Tuberculosis and Exercise
Kaylin Griffiths
What is Tuberculosis (TB)?
TB is caused by a bacteria known as Mycobacterium tuberculosis that most often affects the lungs. However, TB is preventable and can be cured. TB treatment involves numerous antibiotics that need to be taken for a prolonged period of time, which is normally six to nine months. TB is transmitted through the air. When persons with lung TB cough, sneeze or spit, germs are spread into the air. A person only needs to inhale a few of these germs to become infected with the bacteria that can ultimately develop into TB if not treated correctly.
Epidemiology
There is about one-third of the world’s population that is currently living with dormant TB. Thus, meaning that those infected do not show any signs of the illness and cannot pass on the disease. Furthermore, those infected with TB bacteria have a continuous risk of becoming ill with TB of 10%.
Signs and Symptoms of TB
Even though a person can develop active TB the symptoms may be mild for many months. Thus, this can lead to a postponement in seeking care and the passing on of bacteria to others. Over the course of one year, up to 15 people can be infected through close contact. As a result, about up to two thirds of people infected with TB will die.
Common symptoms that are associated with TB can be a cough with sputum and blood at times, chest pains, weakness, weight loss, fever and night sweats. Many countries are identified to still rely on a well-known method named sputum smear microscopy in order to diagnose TB. With this test, which can display results in a day, sputum is analysed under a microscope to see if there is any TB bacteria present. However, it is particularly difficult to detect TB in less infectious forms as well as in children. This struggle has been corrected in many countries by making use of a two-hour test that has shown to be highly effective in diagnosing TB.

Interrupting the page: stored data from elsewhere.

#[cfg(test)]
mod tests {
    use super::*;
    use serde_json::json;

    fn still_field(width: usize, height: usize) -> Grid<DVec2> {
        Grid::filled(width, height, DVec2::ZERO).unwrap()
    }

    // -- Helpers --

    #[test]
    fn wrap_maps_into_half_open_range() {
        assert_eq!(wrap(-1.0, 10.0), 9.0);
        assert_eq!(wrap(10.0, 10.0), 0.0);
        assert_eq!(wrap(23.5, 10.0), 3.5);
        assert_eq!(wrap(-10.0, 10.0), 0.0);
        assert_eq!(wrap(4.0, 10.0), 4.0);
    }

    #[test]
    fn wrap_never_returns_size_for_tiny_negative() {
        let v = wrap(-1e-18, 10.0);
        assert!((0.0..10.0).contains(&v), "wrapped to {v}");
    }

    #[test]
    fn sample_field_clamps_to_edges() {
        let field = Grid::from_fn(3, 2, |x, y| DVec2::new(x as f64, y as f64)).unwrap();
        assert_eq!(sample_field(&field, DVec2::new(-5.0, -5.0)), DVec2::new(0.0, 0.0));
        assert_eq!(sample_field(&field, DVec2::new(99.0, 99.0)), DVec2::new(2.0, 1.0));
        assert_eq!(sample_field(&field, DVec2::new(1.7, 0.2)), DVec2::new(1.0, 0.0));
    }

    #[test]
    fn particle_id_displays_base36() {
        let id = ParticleId { index: 35, tag: 36 };
        assert_eq!(id.to_string(), "z-10");
        assert_eq!(base36(0), "0");
    }

    // -- Spawning --

    #[test]
    fn spawn_draws_in_documented_ranges() {
        let field = still_field(4, 4);
        let system = ParticleSystem::spawn(50, 30, 300, &field, &mut RandomStream::new(6)).unwrap();
        for p in system.particles() {
            assert!((0.0..50.0).contains(&p.position.x));
            assert!((0.0..30.0).contains(&p.position.y));
            assert!((-1.0..1.0).contains(&p.velocity.x));
            assert!((-1.0..1.0).contains(&p.velocity.y));
            assert!((30..630).contains(&p.life), "life {}", p.life);
            assert!(p.color.iter().all(|&c| c < 255));
            assert!((0.5..3.5).contains(&p.size));
        }
    }

    #[test]
    fn spawn_assigns_distinct_ids() {
        let field = still_field(4, 4);
        let system = ParticleSystem::spawn(10, 10, 64, &field, &mut RandomStream::new(6)).unwrap();
        let ids: std::collections::HashSet<ParticleId> =
            system.particles().iter().map(|p| p.id).collect();
        assert_eq!(ids.len(), 64);
    }

    #[test]
    fn spawn_rejects_empty_population_and_area() {
        let field = still_field(4, 4);
        let mut rng = RandomStream::new(1);
        assert!(ParticleSystem::spawn(10, 10, 0, &field, &mut rng).is_err());
        assert!(matches!(
            ParticleSystem::spawn(0, 10, 5, &field, &mut rng),
            Err(ProcgenError::InvalidDimensions)
        ));
    }

    // -- Frame physics --

    #[test]
    fn lifetime_decreases_by_one_until_respawn() {
        let field = still_field(8, 8);
        let mut rng = RandomStream::new(13);
        let mut system = ParticleSystem::spawn(8, 8, 100, &field, &mut rng).unwrap();
        for _ in 0..700 {
            let before: Vec<(ParticleId, u32)> =
                system.particles().iter().map(|p| (p.id, p.life)).collect();
            system.advance(&mut rng);
            for ((id, life), p) in before.iter().zip(system.particles()) {
                assert_eq!(*id, p.id, "particle order or identity changed");
                if *life > 1 {
                    assert_eq!(p.life, life - 1);
                } else {
                    assert!(p.life >= 30, "respawned life {}", p.life);
                }
            }
        }
    }

    #[test]
    fn field_steers_velocity() {
        // Uniform +x flow accelerates every particle toward +x.
        let field = Grid::filled(16, 16, DVec2::X).unwrap();
        let mut rng = RandomStream::new(2);
        let mut system = ParticleSystem::spawn(16, 16, 20, &field, &mut rng).unwrap();
        for _ in 0..20 {
            system.advance(&mut rng);
        }
        let mean_vx: f64 =
            system.particles().iter().map(|p| p.velocity.x).sum::<f64>() / 20.0;
        assert!(mean_vx > 1.0, "mean vx {mean_vx}");
    }

    #[test]
    fn smaller_field_than_area_still_samples_edge_cells() {
        let field = Grid::filled(2, 2, DVec2::Y).unwrap();
        let mut rng = RandomStream::new(3);
        let mut system = ParticleSystem::spawn(100, 100, 10, &field, &mut rng).unwrap();
        system.advance(&mut rng);
        assert_eq!(system.particles().len(), 10);
    }

    // -- Recording --

    #[test]
    fn first_frame_is_the_spawn_state() {
        let sim = ParticleSim::new(32, 32, 40).with_frames(5);
        let recorded = sim.generate(&mut RandomStream::new(77)).unwrap();

        let mut rng = RandomStream::new(77);
        let field = FlowField::new(32, 32, sim.scale).generate(&mut rng).unwrap();
        let system = ParticleSystem::spawn(32, 32, 40, &field, &mut rng).unwrap();
        assert_eq!(recorded.frames()[0], system.snapshot());
    }

    #[test]
    fn default_run_records_120_frames_of_constant_population() {
        let sim = ParticleSim::new(24, 24, 30);
        let recorded = sim.generate(&mut RandomStream::new(8)).unwrap();
        assert_eq!(recorded.len(), 120);
        assert!(recorded.frames().iter().all(|f| f.len() == 30));
    }

    #[test]
    fn same_seed_reproduces_every_frame() {
        let sim = ParticleSim::new(40, 20, 50).with_frames(60);
        let a = sim.generate(&mut RandomStream::new(4242)).unwrap();
        let b = sim.generate(&mut RandomStream::new(4242)).unwrap();
        assert_eq!(a, b);
    }

    #[test]
    fn from_json_reads_counts() {
        let sim = ParticleSim::from_json(10, 10, &json!({"count": 5, "frames": 7})).unwrap();
        assert_eq!(sim.count, 5);
        assert_eq!(sim.frames, 7);
        assert_eq!(sim.scale, DEFAULT_SCALE);
        assert!(ParticleSim::from_json(10, 10, &json!({"count": 0})).is_err());
    }

    #[test]
    fn snapshots_serialize_with_named_fields() {
        let snap = ParticleSnapshot {
            x: 1.0,
            y: 2.0,
            size: 0.5,
            color: [1, 2, 3],
        };
        let v = serde_json::to_value(snap).unwrap();
        assert_eq!(v, json!({"x": 1.0, "y": 2.0, "size": 0.5, "color": [1, 2, 3]}));
    }

    // -- Property-based tests --

    mod proptests {
        use super::*;
        use proptest::prelude::*;

        proptest! {
            #![proptest_config(ProptestConfig::with_cases(32))]

            #[test]
            fn positions_stay_inside_area_every_frame(
                seed: u32,
                w in 1_usize..64,
                h in 1_usize..64,
                count in 1_usize..40,
            ) {
                let sim = ParticleSim::new(w, h, count).with_frames(120);
                let recorded = sim.generate(&mut RandomStream::new(seed)).unwrap();
                for (t, frame) in recorded.frames().iter().enumerate() {
                    prop_assert_eq!(frame.len(), count);
                    for s in frame {
                        prop_assert!(
                            s.x >= 0.0 && s.x < w as f64 && s.y >= 0.0 && s.y < h as f64,
                            "frame {} escaped: ({}, {})", t, s.x, s.y
                        );
                    }
                }
            }
        }
    }
}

Persons at High Risk for TB
TB and Human Immunodeficiency Virus (HIV) epidemics are closely related. Antiretroviral therapy is known to help improve mortality rates in those who are infected by both TB and HIV, however, drug-resistant TB has developed into a major cause of death. Other areas that are at a high risk of developing TB include hospitals, nursing homes, jails, group homes for HIV infected patients as well as homeless shelters. Furthermore, drug users (especially IV drug abuse), diabetics, and persons with kidney disease, silicosis as well as children or the elderly who have a weakened immune system are at a high risk of developing TB.
TB Prevention
There is two main parts in the process of preventing TB. The first part of preventing TB is to stop the transmission of the disease from person to person. This can be done by first recognizing if a person has active TB and then treating them through drug management. If a person undergoes proper TB treatment, they will become less infectious causing a decrease in the probability of spreading the disease. The second part of preventing TB is the prevention of dormant TB developing into active and infectious TB. TB can be prevented or controlled with a TB vaccine, however, this only makes a small influence on TB prevention. Unfortunately, some persons can be resistant to the medication causing an increase in the prevalence of TB.

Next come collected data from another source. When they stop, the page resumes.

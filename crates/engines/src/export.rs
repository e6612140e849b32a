//! JSON export of generated artifacts.
//!
//! A [`Record`] pairs an artifact with the [`Seed`] that produced it, so any
//! exported file carries what is needed to replay it.

use crate::{generate, Artifact};
use procgen_core::error::ProcgenError;
use procgen_core::Seed;
use serde::Serialize;
use std::fmt;
use std::fs::File;
use std::io::{BufWriter, Write};
use std::path::Path;

/// A generated artifact together with its reproducible seed.
#[derive(Debug, Clone, PartialEq, Serialize)]
pub struct Record {
    pub seed: Seed,
    pub artifact: Artifact,
}

impl Record {
    /// Runs `seed` and wraps the result.
    pub fn generate(seed: Seed) -> Result<Self, ProcgenError> {
        let artifact = generate(&seed)?;
        Ok(Self { seed, artifact })
    }
}

/// Writes `value` as pretty-printed JSON to `path`.
///
/// Returns `ProcgenError::Io` if the file cannot be created or written.
pub fn write_json<T: Serialize>(value: &T, path: &Path) -> Result<(), ProcgenError> {
    let file = File::create(path).map_err(|e| io_error(path, e))?;
    let mut writer = BufWriter::new(file);
    serde_json::to_writer_pretty(&mut writer, value).map_err(|e| io_error(path, e))?;
    writer.write_all(b"\n").map_err(|e| io_error(path, e))?;
    writer.flush().map_err(|e| io_error(path, e))
}

fn io_error(path: &Path, e: impl fmt::Display) -> ProcgenError {
    ProcgenError::Io(format!("{}: {e}", path.display()))
}
//! Error types for the procgen core.

use thiserror::Error;

/// Errors produced by generator operations.
#[derive(Debug, Error)]
pub enum ProcgenError {
    /// Width or height was zero (or their product overflowed) when creating a grid.
    #[error("invalid dimensions: width and height must be non-zero")]
    InvalidDimensions,

    /// A row or buffer did not match the expected grid shape.
    #[error("dimension mismatch: ({lhs_w}, {lhs_h}) vs ({rhs_w}, {rhs_h})")]
    DimensionMismatch {
        lhs_w: usize,
        lhs_h: usize,
        rhs_w: usize,
        rhs_h: usize,
    },

    /// A collection that must hold at least one element was empty.
    #[error("empty collection: {0}")]
    EmptyCollection(String),

    /// A parameter had a value outside its valid domain.
    #[error("invalid parameter '{name}': {reason}")]
    InvalidParameter { name: String, reason: String },

    /// A parameter existed but had the wrong JSON type.
    #[error("parameter type mismatch for '{name}': expected {expected}, got {got}")]
    ParamTypeMismatch {
        name: String,
        expected: String,
        got: String,
    },

    /// A `]` symbol appeared with no open `[` to restore.
    #[error("unbalanced bracket: ']' at position {position} has no matching '['")]
    UnbalancedBracket { position: usize },

    /// The registry has no generator under this name.
    #[error("unknown generator: {0}")]
    UnknownGenerator(String),

    /// Writing or reading an exported artifact failed.
    #[error("i/o error: {0}")]
    Io(String),
}

impl ProcgenError {
    /// Shorthand for [`ProcgenError::InvalidParameter`].
    pub fn invalid_param(name: &str, reason: impl Into<String>) -> Self {
        ProcgenError::InvalidParameter {
            name: name.to_string(),
            reason: reason.into(),
        }
    }
}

TB control programmes that are based on passive case findings and treatment of sputum-smear-positive disease by short-courses of directly observed chemotherapy (DOTS) have been effective in developed countries. Nevertheless, these strategies have been unsuccessful in achieving similar success in countries with higher burdens of HIV-1 infection.
TB and Exercise
A study conducted by Yoshida, et al 2006, proves that exercise can be effective and used as a coping mechanism in the management of TB. This improvement can be seen as a physiological effect such as a decrease in ventilation demand as well as a decrease in the level of blood lactic acid. These physiological benefits thus result in an improved aerobic metabolism of the muscles, successively lessening fatigue. Moreover, an increased motivation, a decreased fear of dyspnea as well as a decrease in the prevalence of depression can be noted due to exercise.
Of the four exercise training components (frequency, intensity, time and type) determining the exercise intensity is said to be the most challenging for persons diagnosed with TB. However, it has been reported that optimal exercise intensity for patients with TB has been undecided due to the lack of research of exercise training for them.
Furthermore, another study that’s aim was to determine whether intermittent positive pressure ventilation through a nasal mask (NIPPV) applied during exercise in patients with TB could improve arterial blood gas measurement, breathlessness and increase exercise endurance. All of the study participants matched their breathing to the ventilator cycle during most of the exercise while receiving NIPPV. It was noted that NIPPV knowingly extended their exercise endurance time. Additionally, NIPPV decreased the amount of breathlessness that each patient felt and there was also a large improvement seen in blood gas measurements. Therefore, the use of NIPPV during exercise can successfully support ventilation, drastically improve breathlessness and hence, improve exercise endurance in patients with TB. Even though NIPPV is highly beneficial for patients suffering with TB, it is not a practical method of performing exercise everyday. Some benefits of exercise are evident, however, more research is required in order to make exercise a practical method of treating TB.